Exercise: Go through the entries and count the lines with the string "AtomicUsize" in them. Give only that number.

Data supplied:

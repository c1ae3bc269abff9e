//! Lookup command handlers.

use anyhow::{bail, Result};
use serde_json::Value;

use inspirecache::inspire::{Direction, InspireClient, SortOrder, TextFormat};

fn print_json(value: &Value) -> Result<()> {
    println!("{}", serde_json::to_string_pretty(value)?);
    Ok(())
}

pub(crate) async fn cmd_search(
    client: &InspireClient,
    query: &str,
    sort: SortOrder,
    size: u32,
    page: u32,
    fields: Option<&str>,
) -> Result<()> {
    let value = client
        .search_literature(query, sort, size, page, fields)
        .await?;
    print_json(&value)
}

/// Exactly one identifier is used; the positional id wins.
pub(crate) async fn cmd_paper(
    client: &InspireClient,
    id: Option<String>,
    arxiv: Option<String>,
    doi: Option<String>,
    fields: Option<&str>,
) -> Result<()> {
    let value = match (id, arxiv, doi) {
        (Some(id), _, _) => client.literature_record(&id, fields).await?,
        (None, Some(arxiv), _) => client.literature_by_arxiv(&arxiv, fields).await?,
        (None, None, Some(doi)) => client.literature_by_doi(&doi, fields).await?,
        (None, None, None) => bail!("Provide an InspireHEP record id, --arxiv or --doi"),
    };
    print_json(&value)
}

pub(crate) async fn cmd_citations(
    client: &InspireClient,
    id: &str,
    direction: Direction,
    size: u32,
) -> Result<()> {
    let value = client.citations(id, direction, size).await?;
    print_json(&value)
}

pub(crate) async fn cmd_authors(client: &InspireClient, query: &str, size: u32) -> Result<()> {
    let value = client.search_authors(query, size).await?;
    print_json(&value)
}

/// One id uses the single-record export; several are fetched as one batch.
pub(crate) async fn cmd_bibtex(
    client: &InspireClient,
    ids: &[String],
    format: TextFormat,
) -> Result<()> {
    let text = match ids {
        [id] => client.literature_text(id, format).await?,
        ids => {
            let ids: Vec<&str> = ids.iter().map(String::as_str).collect();
            client.references_text(&ids, format).await?
        }
    };
    println!("{}", text.trim_end());
    Ok(())
}
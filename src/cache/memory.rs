//! In-memory cache backend.
//!
//! Entries live in a `HashMap`; a `BTreeMap` keyed by a monotonically
//! increasing sequence number records insertion order, so the oldest entry is
//! always the first item of the map. All state sits behind one `Mutex` that is
//! never held across an await point, so `get` and `put` never suspend.

use std::collections::{BTreeMap, HashMap};
use std::sync::{Arc, Mutex};
use std::time::Duration;

use async_trait::async_trait;
use chrono::{DateTime, Utc};
use tracing::debug;

use super::clock::Clock;
use super::key::CacheKey;
use super::stats::StatsRegistry;
use super::store::{CacheEntry, CacheStore};
use crate::error::Result;

#[derive(Debug)]
struct Slot {
    entry: CacheEntry,
    seq: u64,
}

#[derive(Debug, Default)]
struct MemoryState {
    entries: HashMap<CacheKey, Slot>,
    order: BTreeMap<u64, CacheKey>,
    next_seq: u64,
}

impl MemoryState {
    fn remove(&mut self, key: &CacheKey) -> Option<CacheEntry> {
        let slot = self.entries.remove(key)?;
        self.order.remove(&slot.seq);
        Some(slot.entry)
    }

    fn insert(&mut self, entry: CacheEntry) {
        let seq = self.next_seq;
        self.next_seq += 1;
        self.order.insert(seq, entry.key.clone());
        self.entries.insert(entry.key.clone(), Slot { entry, seq });
    }

    fn purge_expired(&mut self, now: DateTime<Utc>) -> usize {
        let expired: Vec<CacheKey> = self
            .entries
            .iter()
            .filter(|(_, slot)| !slot.entry.is_live_at(now))
            .map(|(key, _)| key.clone())
            .collect();
        for key in &expired {
            self.remove(key);
        }
        expired.len()
    }

    fn evict_oldest(&mut self) -> Option<CacheKey> {
        let (_, key) = self.order.pop_first()?;
        self.entries.remove(&key);
        Some(key)
    }
}

/// Bounded in-process store. Lost on restart.
#[derive(Debug)]
pub struct MemoryStore {
    state: Mutex<MemoryState>,
    max_size: usize,
    clock: Arc<dyn Clock>,
    stats: Arc<StatsRegistry>,
}

impl MemoryStore {
    /// `max_size` is clamped to a minimum of 1.
    pub fn new(max_size: usize, clock: Arc<dyn Clock>, stats: Arc<StatsRegistry>) -> Self {
        stats.set_entries(0);
        Self {
            state: Mutex::new(MemoryState::default()),
            max_size: max_size.max(1),
            clock,
            stats,
        }
    }

    fn lock(&self) -> std::sync::MutexGuard<'_, MemoryState> {
        self.state.lock().expect("memory store lock poisoned")
    }
}

#[async_trait]
impl CacheStore for MemoryStore {
    fn backend(&self) -> &'static str {
        "memory"
    }

    fn max_size(&self) -> usize {
        self.max_size
    }

    async fn get(&self, key: &CacheKey) -> Result<Option<String>> {
        let now = self.clock.now();
        let mut state = self.lock();
        let live = match state.entries.get(key) {
            Some(slot) => slot.entry.is_live_at(now),
            None => return Ok(None),
        };
        if live {
            return Ok(state.entries.get(key).map(|slot| slot.entry.value.clone()));
        }
        debug!(key = %key.short(), "Cache entry expired, removing");
        state.remove(key);
        self.stats.record_expiration();
        self.stats.set_entries(state.entries.len());
        Ok(None)
    }

    async fn put(&self, key: &CacheKey, value: String, ttl: Duration) -> Result<()> {
        let now = self.clock.now();
        let mut state = self.lock();

        // Replacing never grows the store.
        if state.remove(key).is_none() && state.entries.len() >= self.max_size {
            let expired = state.purge_expired(now);
            self.stats.record_expirations(expired as u64);

            let mut evicted = 0u64;
            while state.entries.len() >= self.max_size {
                match state.evict_oldest() {
                    Some(old) => {
                        debug!(key = %old.short(), "Evicting oldest cache entry");
                        evicted += 1;
                    }
                    None => break,
                }
            }
            self.stats.record_evictions(evicted);
        }

        state.insert(CacheEntry::new(key.clone(), value, now, ttl));
        self.stats.set_entries(state.entries.len());
        Ok(())
    }

    async fn delete(&self, key: &CacheKey) -> Result<bool> {
        let mut state = self.lock();
        let removed = state.remove(key).is_some();
        self.stats.set_entries(state.entries.len());
        Ok(removed)
    }

    async fn clear(&self) -> Result<()> {
        let mut state = self.lock();
        state.entries.clear();
        state.order.clear();
        self.stats.set_entries(0);
        Ok(())
    }

    async fn size(&self) -> Result<usize> {
        Ok(self.lock().entries.len())
    }
}
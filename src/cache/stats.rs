//! Operational counters for the cache layer.
//!
//! [`StatsRegistry`] accumulates hits, misses, evictions, expirations and
//! throttle delay for the process lifetime. All counters sit behind one lock
//! so [`StatsRegistry::reset`] and [`StatsRegistry::snapshot`] never observe a
//! half-reset state. The stored-entry count is a gauge maintained by the store
//! and is not affected by `reset`.

use std::sync::atomic::{AtomicUsize, Ordering};
use std::sync::{Arc, Mutex};
use std::time::Duration;

use chrono::{DateTime, Utc};
use serde::Serialize;
use tracing::info;

const DEFAULT_STATS_LOG_INTERVAL: Duration = Duration::from_secs(300);

#[derive(Debug, Clone)]
struct Counters {
    hits: u64,
    misses: u64,
    evictions: u64,
    expirations: u64,
    joins: u64,
    fetches: u64,
    fetch_failures: u64,
    store_errors: u64,
    permits: u64,
    throttled: u64,
    throttle_wait_total: Duration,
    fetch_time_total: Duration,
    since: DateTime<Utc>,
}

impl Counters {
    fn zeroed() -> Self {
        Self {
            hits: 0,
            misses: 0,
            evictions: 0,
            expirations: 0,
            joins: 0,
            fetches: 0,
            fetch_failures: 0,
            store_errors: 0,
            permits: 0,
            throttled: 0,
            throttle_wait_total: Duration::ZERO,
            fetch_time_total: Duration::ZERO,
            since: Utc::now(),
        }
    }
}

/// Immutable point-in-time view of the counters.
#[derive(Debug, Clone, PartialEq, Serialize)]
pub struct StatsSnapshot {
    pub hits: u64,
    pub misses: u64,
    pub evictions: u64,
    pub expirations: u64,
    /// Callers that attached to an already running fetch.
    pub joins: u64,
    /// Upstream fetches that completed successfully.
    pub fetches: u64,
    pub fetch_failures: u64,
    /// Persistent store operations that failed and were degraded.
    pub store_errors: u64,
    /// Rate-limit permits granted.
    pub permits: u64,
    /// Permits that required waiting.
    pub throttled: u64,
    pub throttle_wait_total: Duration,
    pub fetch_time_total: Duration,
    pub entries_count: usize,
    /// Start of the counting period (process start or last reset).
    pub since: DateTime<Utc>,
    pub created_at: DateTime<Utc>,
}

impl StatsSnapshot {
    /// `hits / (hits + misses)`, or `0.0` before any request.
    pub fn hit_rate(&self) -> f64 {
        let total = self.hits + self.misses;
        if total == 0 {
            0.0
        } else {
            self.hits as f64 / total as f64
        }
    }

    pub fn requests(&self) -> u64 {
        self.hits + self.misses
    }

    pub fn avg_throttle_wait(&self) -> Duration {
        if self.permits == 0 {
            Duration::ZERO
        } else {
            Duration::try_from_secs_f64(self.throttle_wait_total.as_secs_f64() / self.permits as f64)
                .unwrap_or(Duration::MAX)
        }
    }
}

/// Live counters shared by the coordinator and the store.
#[derive(Debug)]
pub struct StatsRegistry {
    counters: Mutex<Counters>,
    entries: AtomicUsize,
}

impl StatsRegistry {
    pub fn new() -> Self {
        Self {
            counters: Mutex::new(Counters::zeroed()),
            entries: AtomicUsize::new(0),
        }
    }

    fn update(&self, f: impl FnOnce(&mut Counters)) {
        let mut counters = self.counters.lock().expect("stats lock poisoned");
        f(&mut counters);
    }

    pub fn record_hit(&self) {
        self.update(|c| c.hits += 1);
    }

    pub fn record_miss(&self) {
        self.update(|c| c.misses += 1);
    }

    pub fn record_eviction(&self) {
        self.record_evictions(1);
    }

    pub fn record_evictions(&self, count: u64) {
        if count > 0 {
            self.update(|c| c.evictions += count);
        }
    }

    pub fn record_expiration(&self) {
        self.record_expirations(1);
    }

    pub fn record_expirations(&self, count: u64) {
        if count > 0 {
            self.update(|c| c.expirations += count);
        }
    }

    /// A permit was granted after waiting `waited`.
    pub fn record_throttle_wait(&self, waited: Duration) {
        self.update(|c| {
            c.permits += 1;
            if !waited.is_zero() {
                c.throttled += 1;
                c.throttle_wait_total = c.throttle_wait_total.saturating_add(waited);
            }
        });
    }

    pub fn record_join(&self) {
        self.update(|c| c.joins += 1);
    }

    pub fn record_fetch(&self, elapsed: Duration) {
        self.update(|c| {
            c.fetches += 1;
            c.fetch_time_total += elapsed;
        });
    }

    pub fn record_fetch_failure(&self) {
        self.update(|c| c.fetch_failures += 1);
    }

    pub fn record_store_error(&self) {
        self.update(|c| c.store_errors += 1);
    }

    /// Set the stored-entry gauge.
    pub fn set_entries(&self, count: usize) {
        self.entries.store(count, Ordering::Relaxed);
    }

    /// Zero every counter in one step.
    pub fn reset(&self) {
        self.update(|c| *c = Counters::zeroed());
    }

    pub fn snapshot(&self) -> StatsSnapshot {
        let c = self.counters.lock().expect("stats lock poisoned").clone();
        StatsSnapshot {
            hits: c.hits,
            misses: c.misses,
            evictions: c.evictions,
            expirations: c.expirations,
            joins: c.joins,
            fetches: c.fetches,
            fetch_failures: c.fetch_failures,
            store_errors: c.store_errors,
            permits: c.permits,
            throttled: c.throttled,
            throttle_wait_total: c.throttle_wait_total,
            fetch_time_total: c.fetch_time_total,
            entries_count: self.entries.load(Ordering::Relaxed),
            since: c.since,
            created_at: Utc::now(),
        }
    }

    /// Emit current counters as a structured log line.
    pub fn emit_summary(&self, reason: &str) {
        let snap = self.snapshot();
        info!(
            event = "cache_stats",
            reason = reason,
            hits = snap.hits,
            misses = snap.misses,
            hit_rate = %format!("{:.3}", snap.hit_rate()),
            entries = snap.entries_count,
            evictions = snap.evictions,
            expirations = snap.expirations,
            joins = snap.joins,
            fetch_failures = snap.fetch_failures,
            store_errors = snap.store_errors,
            throttle_wait_ms = snap.throttle_wait_total.as_millis() as u64,
            "Cache statistics"
        );
    }
}

impl Default for StatsRegistry {
    fn default() -> Self {
        Self::new()
    }
}

/// Log a stats summary every `interval` (default 5 minutes) and once more on shutdown.
///
/// Returns a `JoinHandle` so callers can abort on shutdown.
pub fn start_periodic_stats_log(
    stats: Arc<StatsRegistry>,
    interval: Option<Duration>,
    mut shutdown_rx: tokio::sync::watch::Receiver<bool>,
) -> tokio::task::JoinHandle<()> {
    tokio::spawn(async move {
        let mut interval =
            tokio::time::interval(interval.unwrap_or(DEFAULT_STATS_LOG_INTERVAL));
        interval.tick().await; // skip first immediate tick

        loop {
            tokio::select! {
                _ = interval.tick() => {
                    stats.emit_summary("periodic");
                }
                changed = shutdown_rx.changed() => {
                    if changed.is_err() || *shutdown_rx.borrow() {
                        stats.emit_summary("shutdown");
                        break;
                    }
                }
            }
        }
    })
}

Exercise answer: 3